Content starts

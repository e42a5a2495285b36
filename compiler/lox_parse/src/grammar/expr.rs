//! Expression productions.
//!
//! Binary levels fold left iteratively. Assignment recurses on its right
//! side, so it is right-associative.

use lox_ir::{Expr, Literal, LiteralValue, Token, TokenKind};
use lox_stack::ensure_sufficient_stack;
use tracing::trace;

use crate::{ParseError, Parser};

const EQUALITY_OPS: &[TokenKind] = &[TokenKind::BangEqual, TokenKind::EqualEqual];
const COMPARISON_OPS: &[TokenKind] = &[
    TokenKind::Greater,
    TokenKind::GreaterEqual,
    TokenKind::Less,
    TokenKind::LessEqual,
];
const TERM_OPS: &[TokenKind] = &[TokenKind::Minus, TokenKind::Plus];
const FACTOR_OPS: &[TokenKind] = &[TokenKind::Slash, TokenKind::Star];
const UNARY_OPS: &[TokenKind] = &[TokenKind::Bang, TokenKind::Minus];

type Production<'a> = fn(&mut Parser<'a>) -> Result<Expr, ParseError>;

impl<'a> Parser<'a> {
    pub(crate) fn expression(&mut self) -> Result<Expr, ParseError> {
        ensure_sufficient_stack(|| self.assignment())
    }

    /// The left side is parsed as an ordinary expression and only checked
    /// once an `=` shows up. A bad target is recorded but does not unwind.
    fn assignment(&mut self) -> Result<Expr, ParseError> {
        let expr = self.or()?;

        if !self.cursor.eat_any(&[TokenKind::Equal]) {
            return Ok(expr);
        }

        let equals = self.cursor.previous().clone();
        let value = self.expression()?;

        if let Expr::Variable(name) = &expr {
            return Ok(Expr::assign(name.clone(), value));
        }

        trace!(line = equals.line, "invalid assignment target");
        self.errors
            .push(ParseError::new(equals, "Invalid assignment target."));
        Ok(expr)
    }

    fn or(&mut self) -> Result<Expr, ParseError> {
        let mut expr = self.and()?;
        while self.cursor.eat_any(&[TokenKind::Or]) {
            let operator = self.cursor.previous().clone();
            let right = self.and()?;
            expr = Expr::logical(expr, operator, right);
        }
        Ok(expr)
    }

    fn and(&mut self) -> Result<Expr, ParseError> {
        let mut expr = self.equality()?;
        while self.cursor.eat_any(&[TokenKind::And]) {
            let operator = self.cursor.previous().clone();
            let right = self.equality()?;
            expr = Expr::logical(expr, operator, right);
        }
        Ok(expr)
    }

    fn equality(&mut self) -> Result<Expr, ParseError> {
        self.binary_level(EQUALITY_OPS, Parser::comparison)
    }

    fn comparison(&mut self) -> Result<Expr, ParseError> {
        self.binary_level(COMPARISON_OPS, Parser::term)
    }

    fn term(&mut self) -> Result<Expr, ParseError> {
        self.binary_level(TERM_OPS, Parser::factor)
    }

    fn factor(&mut self) -> Result<Expr, ParseError> {
        self.binary_level(FACTOR_OPS, Parser::unary)
    }

    /// `operand (op operand)*`, folded to the left.
    fn binary_level(
        &mut self,
        operators: &[TokenKind],
        operand: Production<'a>,
    ) -> Result<Expr, ParseError> {
        let mut expr = operand(self)?;
        while self.cursor.eat_any(operators) {
            let operator = self.cursor.previous().clone();
            let right = operand(self)?;
            expr = Expr::binary(expr, operator, right);
        }
        Ok(expr)
    }

    fn unary(&mut self) -> Result<Expr, ParseError> {
        ensure_sufficient_stack(|| {
            if self.cursor.eat_any(UNARY_OPS) {
                let operator = self.cursor.previous().clone();
                let right = self.unary()?;
                Ok(Expr::unary(operator, right))
            } else {
                self.primary()
            }
        })
    }

    fn primary(&mut self) -> Result<Expr, ParseError> {
        let expr = match self.cursor.current_kind() {
            TokenKind::False => Expr::Literal(LiteralValue::Bool(false)),
            TokenKind::True => Expr::Literal(LiteralValue::Bool(true)),
            TokenKind::Nil => Expr::Literal(LiteralValue::Nil),
            TokenKind::Number | TokenKind::String => {
                Expr::Literal(literal_value(self.cursor.current()))
            }
            TokenKind::Identifier => Expr::Variable(self.cursor.current().clone()),
            TokenKind::LeftParen => {
                self.cursor.advance();
                let inner = self.expression()?;
                self.cursor
                    .expect(TokenKind::RightParen, "Expect ')' after expression.")?;
                return Ok(Expr::grouping(inner));
            }
            _ => {
                return Err(ParseError::new(
                    self.cursor.current().clone(),
                    "Expect expression.",
                ));
            }
        };
        self.cursor.advance();
        Ok(expr)
    }
}

fn literal_value(token: &Token) -> LiteralValue {
    match &token.literal {
        Some(Literal::Number(n)) => LiteralValue::Number(*n),
        Some(Literal::Str(s)) => LiteralValue::Str(s.clone()),
        None => LiteralValue::Nil,
    }
}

Content ends

*Work order:*
Lines in the entries above that hold "match" should be counted; give only that count.

*Answer for the task:*
2